Your response should be the complete listing, returned exactly as written.
Study material Start Marker
//! Typed errors for the two places where callers need to tell failures apart.
//!
//! Extraction and CLI failures use `anyhow` with context; these types cover
//! bucket folding and the ontology grammar.

use thiserror::Error;

/// Raised when two buckets with the same key have different shapes.
#[derive(Debug, Error, PartialEq, Eq)]
pub enum BucketError {
    #[error("bucket '{key}' is a {existing} bucket, cannot merge a {incoming} bucket into it")]
    ShapeMismatch {
        key: String,
        existing: &'static str,
        incoming: &'static str,
    },
}

/// Failure to parse ontology description text.
///
/// The emitter is the only producer of this language, so any of these errors
/// points at an emitter defect rather than bad repository data.
#[derive(Debug, Error, PartialEq, Eq)]
pub enum OdlError {
    #[error("syntax error at {line}:{column}: expected {expected}, found {found}")]
    Syntax {
        line: usize,
        column: usize,
        expected: String,
        found: String,
    },

    #[error("unexpected end of input: expected {expected}")]
    UnexpectedEof { expected: String },
}
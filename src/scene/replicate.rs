//! Whole-scene replication.
//!
//! Rendering needs every point, not just the locally owned slice, so each
//! iteration starts with one all_gather of parameter records over the
//! global group. Slices differ in size, so every rank pads to the gathered
//! maximum and fill rows carry [`PAD_ID`]. The ascending id list of the
//! gathered scene is the agreed set that gradient sync reduces over.

use crate::distributed::{all_gather_counts, CommGroup};
use crate::scene::points::{PointStore, PAD_ID};
use crate::utils::error::{Result, SplatGridError};
use candle_core::Device;

/// A full copy of the scene, identical on every rank after a gather.
#[derive(Debug, Clone, PartialEq)]
pub struct ReplicatedScene {
    /// Ascending global point ids
    ids: Vec<u64>,
    /// Row-major `[len, record_dim]` parameter records, rows match `ids`
    params: Vec<f32>,
    feature_dim: usize,
}

impl ReplicatedScene {
    /// Gather every worker's slice over `global`.
    ///
    /// Fails if the same id arrives from two workers, which would mean the
    /// disjoint-ownership invariant is broken.
    pub fn gather(store: &PointStore, global: &CommGroup, device: &Device) -> Result<Self> {
        let feature_dim = store.feature_dim();
        let counts = all_gather_counts(store.n_owned(), global.comm())?;
        let max_n = counts.iter().copied().max().unwrap_or(0);
        if max_n == 0 {
            return Ok(Self {
                ids: Vec::new(),
                params: Vec::new(),
                feature_dim,
            });
        }

        let (ids_t, params_t) = store.pack_params_padded(max_n, device)?;
        let all_ids = global.all_gather(&ids_t)?.to_vec1::<i64>()?;
        let all_params = global.all_gather(&params_t)?.to_vec2::<f32>()?;

        let dim = feature_dim + 7;
        let mut rows: Vec<(u64, usize)> = Vec::with_capacity(all_ids.len());
        for (row, &raw_id) in all_ids.iter().enumerate() {
            if raw_id == PAD_ID {
                continue;
            }
            rows.push((raw_id as u64, row));
        }
        rows.sort_unstable_by_key(|&(id, _)| id);
        for pair in rows.windows(2) {
            if pair[0].0 == pair[1].0 {
                return Err(SplatGridError::Scene(format!(
                    "point {} gathered from more than one worker",
                    pair[0].0
                )));
            }
        }

        let mut ids = Vec::with_capacity(rows.len());
        let mut params = Vec::with_capacity(rows.len() * dim);
        for (id, row) in rows {
            ids.push(id);
            params.extend_from_slice(&all_params[row]);
        }
        Ok(Self {
            ids,
            params,
            feature_dim,
        })
    }

    /// Replica of a single store, no communication. Used by evaluation on a
    /// one-worker grid and by tests.
    pub fn from_store(store: &PointStore, device: &Device) -> Result<Self> {
        let (ids_t, params_t) = store.pack_params(device)?;
        let ids = ids_t
            .to_vec1::<i64>()?
            .into_iter()
            .map(|id| id as u64)
            .collect();
        let params = params_t.to_vec2::<f32>()?.concat();
        Ok(Self {
            ids,
            params,
            feature_dim: store.feature_dim(),
        })
    }

    pub fn len(&self) -> usize {
        self.ids.len()
    }

    pub fn is_empty(&self) -> bool {
        self.ids.is_empty()
    }

    /// The agreed id set, ascending.
    pub fn ids(&self) -> &[u64] {
        &self.ids
    }

    pub fn feature_dim(&self) -> usize {
        self.feature_dim
    }

    pub fn record_dim(&self) -> usize {
        self.feature_dim + 7
    }

    pub fn index_of(&self, id: u64) -> Option<usize> {
        self.ids.binary_search(&id).ok()
    }

    pub fn record(&self, index: usize) -> &[f32] {
        let dim = self.record_dim();
        &self.params[index * dim..(index + 1) * dim]
    }

    pub fn position(&self, index: usize) -> [f32; 3] {
        let r = self.record(index);
        [r[0], r[1], r[2]]
    }

    pub fn features(&self, index: usize) -> &[f32] {
        &self.record(index)[3..3 + self.feature_dim]
    }

    pub fn opacity(&self, index: usize) -> f32 {
        self.record(index)[3 + self.feature_dim]
    }

    pub fn scale(&self, index: usize) -> [f32; 3] {
        let r = self.record(index);
        let f = self.feature_dim;
        [r[4 + f], r[5 + f], r[6 + f]]
    }
}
Study material End Marker
Exercise result —
//! Typed errors for the two places where callers need to tell failures apart.
//!
//! Extraction and CLI failures use `anyhow` with context; these types cover
//! bucket folding and the ontology grammar.

use thiserror::Error;

/// Raised when two buckets with the same key have different shapes.
#[derive(Debug, Error, PartialEq, Eq)]
pub enum BucketError {
    #[error("bucket '{key}' is a {existing} bucket, cannot merge a {incoming} bucket into it")]
    ShapeMismatch {
        key: String,
        existing: &'static str,
        incoming: &'static str,
    },
}

/// Failure to parse ontology description text.
///
/// The emitter is the only producer of this language, so any of these errors
/// points at an emitter defect rather than bad repository data.
#[derive(Debug, Error, PartialEq, Eq)]
pub enum OdlError {
    #[error("syntax error at {line}:{column}: expected {expected}, found {found}")]
    Syntax {
        line: usize,
        column: usize,
        expected: String,
        found: String,
    },

    #[error("unexpected end of input: expected {expected}")]
    UnexpectedEof { expected: String },
}
filename src/scene/replicate.rs
//! Whole-scene replication.
//!
//! Rendering needs every point, not just the locally owned slice, so each
//! iteration starts with one all_gather of parameter records over the
//! global group. Slices differ in size, so every rank pads to the gathered
//! maximum and fill rows carry [`PAD_ID`]. The ascending id list of the
//! gathered scene is the agreed set that gradient sync reduces over.

use crate::distributed::{all_gather_counts, CommGroup};
use crate::scene::points::{PointStore, PAD_ID};
use crate::utils::error::{Result, SplatGridError};
use candle_core::Device;

/// A full copy of the scene, identical on every rank after a gather.
#[derive(Debug, Clone, PartialEq)]
pub struct ReplicatedScene {
    /// Ascending global point ids
    ids: Vec<u64>,
    /// Row-major `[len, record_dim]` parameter records, rows match `ids`
    params: Vec<f32>,
    feature_dim: usize,
}

impl ReplicatedScene {
    /// Gather every worker's slice over `global`.
    ///
    /// Fails if the same id arrives from two workers, which would mean the
    /// disjoint-ownership invariant is broken.
    pub fn gather(store: &PointStore, global: &CommGroup, device: &Device) -> Result<Self> {
        let feature_dim = store.feature_dim();
        let counts = all_gather_counts(store.n_owned(), global.comm())?;
        let max_n = counts.iter().copied().max().unwrap_or(0);
        if max_n == 0 {
            return Ok(Self {
                ids: Vec::new(),
                params: Vec::new(),
                feature_dim,
            });
        }

        let (ids_t, params_t) = store.pack_params_padded(max_n, device)?;
        let all_ids = global.all_gather(&ids_t)?.to_vec1::<i64>()?;
        let all_params = global.all_gather(&params_t)?.to_vec2::<f32>()?;

        let dim = feature_dim + 7;
        let mut rows: Vec<(u64, usize)> = Vec::with_capacity(all_ids.len());
        for (row, &raw_id) in all_ids.iter().enumerate() {
            if raw_id == PAD_ID {
                continue;
            }
            rows.push((raw_id as u64, row));
        }
        rows.sort_unstable_by_key(|&(id, _)| id);
        for pair in rows.windows(2) {
            if pair[0].0 == pair[1].0 {
                return Err(SplatGridError::Scene(format!(
                    "point {} gathered from more than one worker",
                    pair[0].0
                )));
            }
        }

        let mut ids = Vec::with_capacity(rows.len());
        let mut params = Vec::with_capacity(rows.len() * dim);
        for (id, row) in rows {
            ids.push(id);
            params.extend_from_slice(&all_params[row]);
        }
        Ok(Self {
            ids,
            params,
            feature_dim,
        })
    }

    /// Replica of a single store, no communication. Used by evaluation on a
    /// one-worker grid and by tests.
    pub fn from_store(store: &PointStore, device: &Device) -> Result<Self> {
        let (ids_t, params_t) = store.pack_params(device)?;
        let ids = ids_t
            .to_vec1::<i64>()?
            .into_iter()
            .map(|id| id as u64)
            .collect();
        let params = params_t.to_vec2::<f32>()?.concat();
        Ok(Self {
            ids,
            params,
            feature_dim: store.feature_dim(),
        })
    }

    pub fn len(&self) -> usize {
        self.ids.len()
    }

    pub fn is_empty(&self) -> bool {
        self.ids.is_empty()
    }

    /// The agreed id set, ascending.
    pub fn ids(&self) -> &[u64] {
        &self.ids
    }

    pub fn feature_dim(&self) -> usize {
        self.feature_dim
    }

    pub fn record_dim(&self) -> usize {
        self.feature_dim + 7
    }

    pub fn index_of(&self, id: u64) -> Option<usize> {
        self.ids.binary_search(&id).ok()
    }

    pub fn record(&self, index: usize) -> &[f32] {
        let dim = self.record_dim();
        &self.params[index * dim..(index + 1) * dim]
    }

    pub fn position(&self, index: usize) -> [f32; 3] {
        let r = self.record(index);
        [r[0], r[1], r[2]]
    }

    pub fn features(&self, index: usize) -> &[f32] {
        &self.record(index)[3..3 + self.feature_dim]
    }

    pub fn opacity(&self, index: usize) -> f32 {
        self.record(index)[3 + self.feature_dim]
    }

    pub fn scale(&self, index: usize) -> [f32; 3] {
        let r = self.record(index);
        let f = self.feature_dim;
        [r[4 + f], r[5 + f], r[6 + f]]
    }
}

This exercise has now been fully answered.